What you return must be the lines of the data that hold the word "only".

[Data extracted from a collection]
-- Opening Marker --

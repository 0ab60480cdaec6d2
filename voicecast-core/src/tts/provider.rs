use async_trait::async_trait;

use super::types::{AudioData, SynthesisRequest, Voice};
use crate::error::VoiceError;

/// Trait for speech synthesis providers.
///
/// Implementations classify their own failures: transient provider or
/// network conditions come back as `VoiceError::SynthesisRetryable`,
/// permanent ones (rejected input, bad credentials) as
/// `VoiceError::SynthesisFatal`. The recovery ladder relies on that tag.
#[async_trait]
pub trait SpeechSynthesizer: Send + Sync {
    fn name(&self) -> &'static str;

    /// Get the voice used when a guild has not picked one
    fn default_voice(&self) -> Voice;

    /// Synthesize text to linear PCM
    async fn synthesize(&self, request: &SynthesisRequest) -> Result<AudioData, VoiceError>;

    /// List available voices
    async fn list_voices(&self) -> Result<Vec<Voice>, VoiceError>;
}
use std::time::Duration;
use thiserror::Error;

/// Error taxonomy for the playback pipeline.
///
/// Classification drives recovery: only `SynthesisRetryable` is retried by
/// the recovery ladder, `ConnectionLost` triggers a reconnect, and everything
/// else is surfaced to the scheduler which drops the current utterance and
/// moves on. A single utterance's failure never stops a guild's loop.
#[derive(Error, Debug)]
pub enum VoiceError {
    #[error("invalid input: {0}")]
    InvalidInput(String),

    #[error("malformed audio container: {0}")]
    MalformedContainer(String),

    #[error("retryable synthesis error: {0}")]
    SynthesisRetryable(anyhow::Error),

    #[error("fatal synthesis error: {0}")]
    SynthesisFatal(anyhow::Error),

    #[error("frame write timed out after {0:?}")]
    PlaybackTimeout(Duration),

    #[error("voice connection lost: {0}")]
    ConnectionLost(String),

    #[error("missing permission: {0}")]
    PermissionDenied(String),

    #[error("codec error: {0}")]
    Codec(anyhow::Error),
}

impl VoiceError {
    /// Whether the synthesis retry ladder should attempt this error again.
    pub fn is_retryable(&self) -> bool {
        matches!(self, VoiceError::SynthesisRetryable(_))
    }
}
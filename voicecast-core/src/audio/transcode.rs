//! PCM conditioning: remix, resample, and volume gain.
//! Output always lands at 48 kHz stereo before encoding.

use super::{container, opus, TARGET_SAMPLE_RATE};
use crate::error::VoiceError;
use crate::settings::{OutputFormat, SynthesisConfig};
use crate::tts::AudioData;

/// Gain floor used for volume 0. Not silence, but far enough down that
/// nothing useful survives.
pub const MIN_GAIN_DB: f32 = -60.0;

/// Gain ceiling for volume 2.0 and above.
pub const MAX_GAIN_DB: f32 = 6.0;

/// Turns provider PCM into the guild's configured wire format: remix to
/// stereo, resample to 48 kHz, apply volume, then encode and package.
pub fn transcode(audio: &AudioData, config: &SynthesisConfig) -> Result<Vec<u8>, VoiceError> {
    if audio.sample_rate == 0 {
        return Err(VoiceError::InvalidInput(
            "audio sample rate must be non-zero".to_string(),
        ));
    }
    if audio.channels == 0 || audio.channels > 2 {
        return Err(VoiceError::InvalidInput(format!(
            "unsupported channel count: {}",
            audio.channels
        )));
    }

    let samples = pcm_bytes_to_i16(&audio.pcm_data);
    let stereo = remix_to_stereo(&samples, audio.channels);
    let resampled = resample_stereo(&stereo, audio.sample_rate, TARGET_SAMPLE_RATE);
    let gained = apply_volume(resampled, config.volume);

    match config.format {
        OutputFormat::Pcm => Ok(i16_to_le_bytes(&gained)),
        OutputFormat::Raw => {
            let frames = opus::encode_frames(&gained)?;
            Ok(container::write_raw(&frames))
        }
        OutputFormat::Framed => {
            let frames = opus::encode_frames(&gained)?;
            container::write_framed(&frames)
        }
    }
}

pub fn pcm_bytes_to_i16(bytes: &[u8]) -> Vec<i16> {
    bytes
        .chunks_exact(2)
        .map(|chunk| i16::from_le_bytes([chunk[0], chunk[1]]))
        .collect()
}

pub fn i16_to_le_bytes(samples: &[i16]) -> Vec<u8> {
    let mut bytes = Vec::with_capacity(samples.len() * 2);
    for sample in samples {
        bytes.extend_from_slice(&sample.to_le_bytes());
    }
    bytes
}

/// Mono input is duplicated into both channels; stereo passes through.
pub fn remix_to_stereo(samples: &[i16], channels: u16) -> Vec<i16> {
    match channels {
        1 => {
            let mut output = Vec::with_capacity(samples.len() * 2);
            for &sample in samples {
                output.push(sample);
                output.push(sample);
            }
            output
        }
        _ => samples.to_vec(),
    }
}

/// Linear-interpolation resampler over interleaved stereo samples.
///
/// Each output frame maps back to a fractional source position; the output
/// sample is `s0 + frac * (s1 - s0)` over the two bounding source frames,
/// with the trailing position clamped to the last frame instead of reading
/// past the end. A constant input therefore resamples to the same constant.
pub fn resample_stereo(samples: &[i16], source_rate: u32, target_rate: u32) -> Vec<i16> {
    if source_rate == target_rate {
        return samples.to_vec();
    }

    let input_frames = samples.len() / 2;
    if input_frames == 0 {
        return Vec::new();
    }

    let output_frames = ((input_frames as u64 * target_rate as u64 + source_rate as u64 / 2)
        / source_rate as u64) as usize;
    let step = source_rate as f64 / target_rate as f64;

    let mut output = Vec::with_capacity(output_frames * 2);
    for i in 0..output_frames {
        let position = i as f64 * step;
        let index = (position.floor() as usize).min(input_frames - 1);
        let next = (index + 1).min(input_frames - 1);
        let frac = position - index as f64;

        for ch in 0..2 {
            let s0 = samples[index * 2 + ch] as f64;
            let s1 = samples[next * 2 + ch] as f64;
            let value = s0 + frac * (s1 - s0);
            output.push(value.round() as i16);
        }
    }
    output
}

/// Maps a volume multiplier to a decibel adjustment.
///
/// 1.0 is unity (exactly 0 dB), 0 pins to `MIN_GAIN_DB`, 2.0 and above pin
/// to `MAX_GAIN_DB`. The in-between ranges are linear in dB per side rather
/// than a true logarithmic taper; downstream golden output depends on this
/// exact shape.
pub fn volume_to_db(volume: f32) -> f32 {
    if volume <= 0.0 {
        MIN_GAIN_DB
    } else if volume < 1.0 {
        (volume - 1.0) * -MIN_GAIN_DB
    } else if volume < 2.0 {
        (volume - 1.0) * MAX_GAIN_DB
    } else {
        MAX_GAIN_DB
    }
}

/// Applies the volume curve to the samples. Unity volume is a bit-exact
/// pass-through.
pub fn apply_volume(samples: Vec<i16>, volume: f32) -> Vec<i16> {
    let db = volume_to_db(volume);
    if db == 0.0 {
        return samples;
    }

    let scale = 10f32.powf(db / 20.0);
    samples
        .into_iter()
        .map(|sample| {
            let scaled = (sample as f32 * scale).round();
            scaled.clamp(i16::MIN as f32, i16::MAX as f32) as i16
        })
        .collect()
}
//! The per-guild processing loop.
//!
//! One background task drives every guild cooperatively on a fixed tick.
//! Each tick scans the active guilds and, for any that are connected, not
//! busy, and not paused, pulls one utterance and spawns its
//! synthesize/transcode/play run. The busy flag keeps at most one utterance
//! in flight per guild while leaving other guilds free to proceed.

use std::collections::HashMap;
use std::sync::atomic::{AtomicBool, Ordering};
use std::sync::{Arc, Mutex, RwLock};
use tokio::sync::mpsc;
use tokio::task::JoinHandle;
use tokio::time::{interval, Instant, MissedTickBehavior};
use tracing::{debug, info, warn};

use crate::audio;
use crate::error::VoiceError;
use crate::events::{EventSender, PipelineEvent};
use crate::playback::PlaybackEngine;
use crate::queue::{MessageQueue, QueuedUtterance};
use crate::recovery::{user_friendly_message, truncate_with_ellipsis, ErrorCategory, ErrorRecovery};
use crate::settings::{OutputFormat, PipelineSettings, SynthesisConfig, SynthesisConfigRegistry};
use crate::tts::SpeechSynthesizer;

/// Spoken once per quiet stretch, then suppressed until new messages arrive.
pub const IDLE_NOTICE: &str =
    "I haven't seen any new messages in a while. I'm still here when you need me.";

/// Runtime state for one actively-processing guild. Created by
/// `start_processing`, destroyed by `stop_processing`.
struct GuildState {
    busy: AtomicBool,
    idle_announced: AtomicBool,
    last_activity: Mutex<Instant>,
}

impl GuildState {
    fn new() -> Self {
        Self {
            busy: AtomicBool::new(false),
            idle_announced: AtomicBool::new(false),
            last_activity: Mutex::new(Instant::now()),
        }
    }

    fn touch(&self) {
        *self.last_activity.lock().unwrap() = Instant::now();
        self.idle_announced.store(false, Ordering::SeqCst);
    }

    fn idle_for(&self) -> std::time::Duration {
        self.last_activity.lock().unwrap().elapsed()
    }
}

struct ProcessorInner {
    queue: Arc<MessageQueue>,
    synthesizer: Arc<dyn SpeechSynthesizer>,
    playback: Arc<PlaybackEngine>,
    recovery: Arc<ErrorRecovery>,
    configs: Arc<SynthesisConfigRegistry>,
    settings: PipelineSettings,
    events: EventSender,
    guilds: RwLock<HashMap<String, Arc<GuildState>>>,
}

/// The `GuildProcessor` owns the polling loop and composes the queue,
/// synthesis adapter, transcoder, playback engine, and recovery layer.
///
/// Front ends register guilds with `start_processing`, feed the shared
/// `MessageQueue`, and render the `PipelineEvent` stream; the processor does
/// everything in between.
pub struct GuildProcessor {
    inner: Arc<ProcessorInner>,
    cancel_tx: Mutex<Option<mpsc::UnboundedSender<()>>>,
    loop_handle: Mutex<Option<JoinHandle<()>>>,
}

impl GuildProcessor {
    pub fn new(
        queue: Arc<MessageQueue>,
        synthesizer: Arc<dyn SpeechSynthesizer>,
        playback: Arc<PlaybackEngine>,
        recovery: Arc<ErrorRecovery>,
        configs: Arc<SynthesisConfigRegistry>,
        settings: PipelineSettings,
        events: EventSender,
    ) -> Self {
        Self {
            inner: Arc::new(ProcessorInner {
                queue,
                synthesizer,
                playback,
                recovery,
                configs,
                settings,
                events,
                guilds: RwLock::new(HashMap::new()),
            }),
            cancel_tx: Mutex::new(None),
            loop_handle: Mutex::new(None),
        }
    }

    /// Joins the guild's voice channel and registers it with the loop.
    pub async fn start_processing(
        &self,
        guild_id: &str,
        channel_id: &str,
    ) -> Result<(), VoiceError> {
        self.inner.playback.connect(guild_id, channel_id).await?;
        self.inner
            .guilds
            .write()
            .unwrap()
            .insert(guild_id.to_string(), Arc::new(GuildState::new()));
        info!(guild_id, channel_id, "started processing");
        Ok(())
    }

    /// Unregisters the guild, drops its queue, and leaves the channel.
    pub async fn stop_processing(&self, guild_id: &str) -> Result<(), VoiceError> {
        self.inner.guilds.write().unwrap().remove(guild_id);
        self.inner.queue.remove_guild(guild_id);
        self.inner.playback.disconnect(guild_id).await?;
        info!(guild_id, "stopped processing");
        Ok(())
    }

    pub fn is_processing(&self, guild_id: &str) -> bool {
        self.inner.guilds.read().unwrap().contains_key(guild_id)
    }

    /// Launches the background polling loop. Calling start on a running
    /// processor is a no-op.
    pub fn start(&self) {
        let mut handle_slot = self.loop_handle.lock().unwrap();
        if handle_slot.is_some() {
            warn!("processor loop already running");
            return;
        }

        let (cancel_tx, mut cancel_rx) = mpsc::unbounded_channel();
        *self.cancel_tx.lock().unwrap() = Some(cancel_tx);

        let inner = self.inner.clone();
        let handle = tokio::spawn(async move {
            let mut ticker = interval(inner.settings.tick_interval);
            ticker.set_missed_tick_behavior(MissedTickBehavior::Delay);
            info!(
                tick_ms = inner.settings.tick_interval.as_millis() as u64,
                "processor loop started"
            );
            loop {
                tokio::select! {
                    _ = cancel_rx.recv() => {
                        info!("processor loop stopping");
                        break;
                    }
                    _ = ticker.tick() => {
                        inner.tick();
                    }
                }
            }
        });
        *handle_slot = Some(handle);
    }

    /// Signals the loop to stop after its current tick and waits for it to
    /// exit. No work continues after this returns.
    pub async fn stop(&self) {
        if let Some(cancel_tx) = self.cancel_tx.lock().unwrap().take() {
            let _ = cancel_tx.send(());
        }
        let handle = self.loop_handle.lock().unwrap().take();
        if let Some(handle) = handle {
            let _ = handle.await;
        }
    }
}

impl ProcessorInner {
    /// One scan over every registered guild. Never blocks on synthesis or
    /// playback; eligible work is spawned onto its own task.
    fn tick(self: &Arc<Self>) {
        let guilds: Vec<(String, Arc<GuildState>)> = self
            .guilds
            .read()
            .unwrap()
            .iter()
            .map(|(id, state)| (id.clone(), state.clone()))
            .collect();

        for (guild_id, state) in guilds {
            if !self.playback.is_connected(&guild_id) {
                continue;
            }
            if state.busy.load(Ordering::SeqCst) {
                continue;
            }
            if self.playback.is_paused(&guild_id) {
                continue;
            }

            if let Some(utterance) = self.queue.dequeue(&guild_id) {
                state.touch();
                state.busy.store(true, Ordering::SeqCst);
                let inner = self.clone();
                tokio::spawn(async move {
                    inner.process_utterance(&guild_id, utterance).await;
                    state.busy.store(false, Ordering::SeqCst);
                });
            } else if !state.idle_announced.load(Ordering::SeqCst)
                && state.idle_for() >= self.settings.inactivity_threshold
            {
                state.busy.store(true, Ordering::SeqCst);
                let inner = self.clone();
                tokio::spawn(async move {
                    inner.announce_idle(&guild_id).await;
                    state.idle_announced.store(true, Ordering::SeqCst);
                    state.busy.store(false, Ordering::SeqCst);
                });
            }
        }
    }

    async fn process_utterance(&self, guild_id: &str, utterance: QueuedUtterance) {
        let config = self.configs.get(guild_id);
        let spoken = format!("{} says: {}", utterance.user_name, utterance.text);
        let spoken = truncate_with_ellipsis(&spoken, self.settings.max_spoken_chars);

        self.events.send(PipelineEvent::PlaybackStarted {
            guild_id: guild_id.to_string(),
            utterance_id: utterance.id.to_string(),
        });

        match self.speak(guild_id, &spoken, &config).await {
            Ok(()) => {
                debug!(guild_id, utterance_id = %utterance.id, "utterance played");
                self.events.send(PipelineEvent::PlaybackFinished {
                    guild_id: guild_id.to_string(),
                    utterance_id: utterance.id.to_string(),
                });
            }
            Err(error) => {
                // One utterance failing must never stall the guild's loop
                warn!(guild_id, error = %error, "failed to play utterance, skipping");
                self.events.narrate(guild_id, user_friendly_message(&error));
                self.events.send(PipelineEvent::UtteranceDropped {
                    guild_id: guild_id.to_string(),
                    utterance_id: utterance.id.to_string(),
                    error: error.to_string(),
                });
            }
        }
    }

    async fn announce_idle(&self, guild_id: &str) {
        let config = self.configs.get(guild_id);
        info!(guild_id, "queue quiet, announcing idle notice");
        self.events.narrate(guild_id, IDLE_NOTICE);
        if let Err(error) = self.speak(guild_id, IDLE_NOTICE, &config).await {
            warn!(guild_id, error = %error, "failed to play idle notice");
        }
    }

    /// Synthesize, transcode, and play one piece of text. Playback always
    /// consumes the framed container; the guild's configured format applies
    /// to exports through the public transcoder, not to the live path.
    async fn speak(
        &self,
        guild_id: &str,
        text: &str,
        config: &SynthesisConfig,
    ) -> Result<(), VoiceError> {
        let audio = self
            .recovery
            .synthesize_with_recovery(self.synthesizer.as_ref(), guild_id, text, config)
            .await?;

        let playback_config = SynthesisConfig {
            format: OutputFormat::Framed,
            ..config.clone()
        };
        let container = audio::transcode(&audio, &playback_config).map_err(|error| {
            self.recovery
                .record_failure(guild_id, ErrorCategory::TtsConversion);
            error
        })?;

        match self.playback.play(guild_id, &container).await {
            Ok(()) => {
                self.recovery.record_success(guild_id);
                Ok(())
            }
            Err(error) => {
                match &error {
                    VoiceError::ConnectionLost(_) => {
                        self.recovery
                            .record_failure(guild_id, ErrorCategory::VoiceConnection);
                        if let Err(reconnect_error) =
                            self.recovery.reconnect(&self.playback, guild_id).await
                        {
                            warn!(
                                guild_id,
                                error = %reconnect_error,
                                "reconnection after playback failure also failed"
                            );
                        }
                    }
                    _ => {
                        self.recovery
                            .record_failure(guild_id, ErrorCategory::Playback);
                    }
                }
                Err(error)
            }
        }
    }
}
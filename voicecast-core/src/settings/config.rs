use crate::error::VoiceError;
use serde::{Deserialize, Serialize};
use std::time::Duration;

pub const MIN_SPEED: f32 = 0.25;
pub const MAX_SPEED: f32 = 4.0;
pub const MIN_VOLUME: f32 = 0.0;
pub const MAX_VOLUME: f32 = 2.0;

pub const DEFAULT_SPEED: f32 = 1.0;
pub const DEFAULT_VOLUME: f32 = 1.0;

/// Voice id handed to the synthesis provider when a guild has not picked one.
/// Providers resolve "default" to their own built-in voice.
pub const DEFAULT_VOICE: &str = "default";

/// How transcoded audio is packaged before it is handed to playback.
#[derive(Debug, Clone, Copy, Serialize, Deserialize, Default, PartialEq, Eq)]
#[serde(rename_all = "snake_case")]
pub enum OutputFormat {
    /// Opus packets concatenated with no delimiters. Reading this back relies
    /// on a best-effort boundary heuristic; prefer `Framed` when the frames
    /// must survive a round trip.
    Raw,
    /// Opus packets, each preceded by its byte length as a u16 little-endian
    /// prefix. The only format with reliable framing.
    #[default]
    Framed,
    /// 48 kHz stereo interleaved i16 little-endian PCM, unencoded.
    Pcm,
}

/// Per-guild voice parameters. Validated on every write; out-of-range values
/// are rejected rather than clamped (see `sanitized` for the one exception).
#[derive(Debug, Clone, Serialize, Deserialize, PartialEq)]
pub struct SynthesisConfig {
    pub voice: String,
    #[serde(default = "default_speed")]
    pub speed: f32,
    #[serde(default = "default_volume")]
    pub volume: f32,
    #[serde(default)]
    pub format: OutputFormat,
}

fn default_speed() -> f32 {
    DEFAULT_SPEED
}

fn default_volume() -> f32 {
    DEFAULT_VOLUME
}

impl Default for SynthesisConfig {
    fn default() -> Self {
        Self {
            voice: DEFAULT_VOICE.to_string(),
            speed: DEFAULT_SPEED,
            volume: DEFAULT_VOLUME,
            format: OutputFormat::default(),
        }
    }
}

impl SynthesisConfig {
    pub fn validate(&self) -> Result<(), VoiceError> {
        if self.voice.trim().is_empty() {
            return Err(VoiceError::InvalidInput(
                "voice id must not be empty".to_string(),
            ));
        }
        if !(MIN_SPEED..=MAX_SPEED).contains(&self.speed) {
            return Err(VoiceError::InvalidInput(format!(
                "speed {} out of range [{MIN_SPEED}, {MAX_SPEED}]",
                self.speed
            )));
        }
        if !(MIN_VOLUME..=MAX_VOLUME).contains(&self.volume) {
            return Err(VoiceError::InvalidInput(format!(
                "volume {} out of range [{MIN_VOLUME}, {MAX_VOLUME}]",
                self.volume
            )));
        }
        Ok(())
    }

    /// Substitutes defaults for out-of-range fields instead of failing.
    /// Used when loading configs written before range validation existed.
    pub fn sanitized(mut self) -> Self {
        if self.voice.trim().is_empty() {
            self.voice = DEFAULT_VOICE.to_string();
        }
        if !(MIN_SPEED..=MAX_SPEED).contains(&self.speed) {
            self.speed = DEFAULT_SPEED;
        }
        if !(MIN_VOLUME..=MAX_VOLUME).contains(&self.volume) {
            self.volume = DEFAULT_VOLUME;
        }
        self
    }
}

/// Tunables for the whole pipeline. One instance per process, cloned into the
/// components that need it. The excluded persistence layer is responsible for
/// loading and storing these; here they are plain serde types with defaults.
#[derive(Debug, Clone, Serialize, Deserialize, PartialEq)]
pub struct PipelineSettings {
    /// Default per-guild queue capacity.
    pub queue_capacity: usize,
    /// Spoken text longer than this is truncated with a trailing ellipsis.
    pub max_spoken_chars: usize,
    /// Retries (beyond the first attempt) for retryable synthesis failures.
    pub max_retries: u32,
    /// How often the scheduler scans guilds for work.
    pub tick_interval: Duration,
    /// Quiet period after which the idle notice is spoken once.
    pub inactivity_threshold: Duration,
    /// Delay between synthesis retry attempts.
    pub retry_delay: Duration,
    /// Deadline for writing a single codec frame to the transport.
    pub frame_write_timeout: Duration,
}

impl Default for PipelineSettings {
    fn default() -> Self {
        Self {
            queue_capacity: 10,
            max_spoken_chars: 2000,
            max_retries: 3,
            tick_interval: Duration::from_millis(500),
            inactivity_threshold: Duration::from_secs(300),
            retry_delay: Duration::from_secs(2),
            frame_write_timeout: Duration::from_secs(5),
        }
    }
}

#[cfg(test)]
mod tests {
    use super::*;

    #[test]
    fn default_config_is_valid() {
        assert!(SynthesisConfig::default().validate().is_ok());
    }

    #[test]
    fn validate_rejects_out_of_range_speed() {
        let config = SynthesisConfig {
            speed: 5.0,
            ..SynthesisConfig::default()
        };
        assert!(matches!(
            config.validate(),
            Err(VoiceError::InvalidInput(_))
        ));
    }

    #[test]
    fn validate_rejects_negative_volume() {
        let config = SynthesisConfig {
            volume: -0.1,
            ..SynthesisConfig::default()
        };
        assert!(matches!(
            config.validate(),
            Err(VoiceError::InvalidInput(_))
        ));
    }

    #[test]
    fn validate_rejects_empty_voice() {
        let config = SynthesisConfig {
            voice: "  ".to_string(),
            ..SynthesisConfig::default()
        };
        assert!(matches!(
            config.validate(),
            Err(VoiceError::InvalidInput(_))
        ));
    }

    #[test]
    fn sanitized_substitutes_defaults_for_legacy_values() {
        let config = SynthesisConfig {
            voice: "".to_string(),
            speed: 9.0,
            volume: -1.0,
            format: OutputFormat::Pcm,
        }
        .sanitized();

        assert_eq!(config.voice, DEFAULT_VOICE);
        assert_eq!(config.speed, DEFAULT_SPEED);
        assert_eq!(config.volume, DEFAULT_VOLUME);
        // In-range fields pass through untouched
        assert_eq!(config.format, OutputFormat::Pcm);
    }

    #[test]
    fn sanitized_keeps_valid_values() {
        let config = SynthesisConfig {
            voice: "nova".to_string(),
            speed: 1.5,
            volume: 0.5,
            format: OutputFormat::Raw,
        };
        assert_eq!(config.clone().sanitized(), config);
    }

    #[test]
    fn settings_round_trip_through_toml() {
        let settings = PipelineSettings::default();
        let serialized = toml::to_string(&settings).unwrap();
        let parsed: PipelineSettings = toml::from_str(&serialized).unwrap();
        assert_eq!(parsed, settings);
    }
}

-- Closing Marker --

- [The answer]:
/// Classification drives recovery: only `SynthesisRetryable` is retried by
    /// prefix. The only format with reliable framing.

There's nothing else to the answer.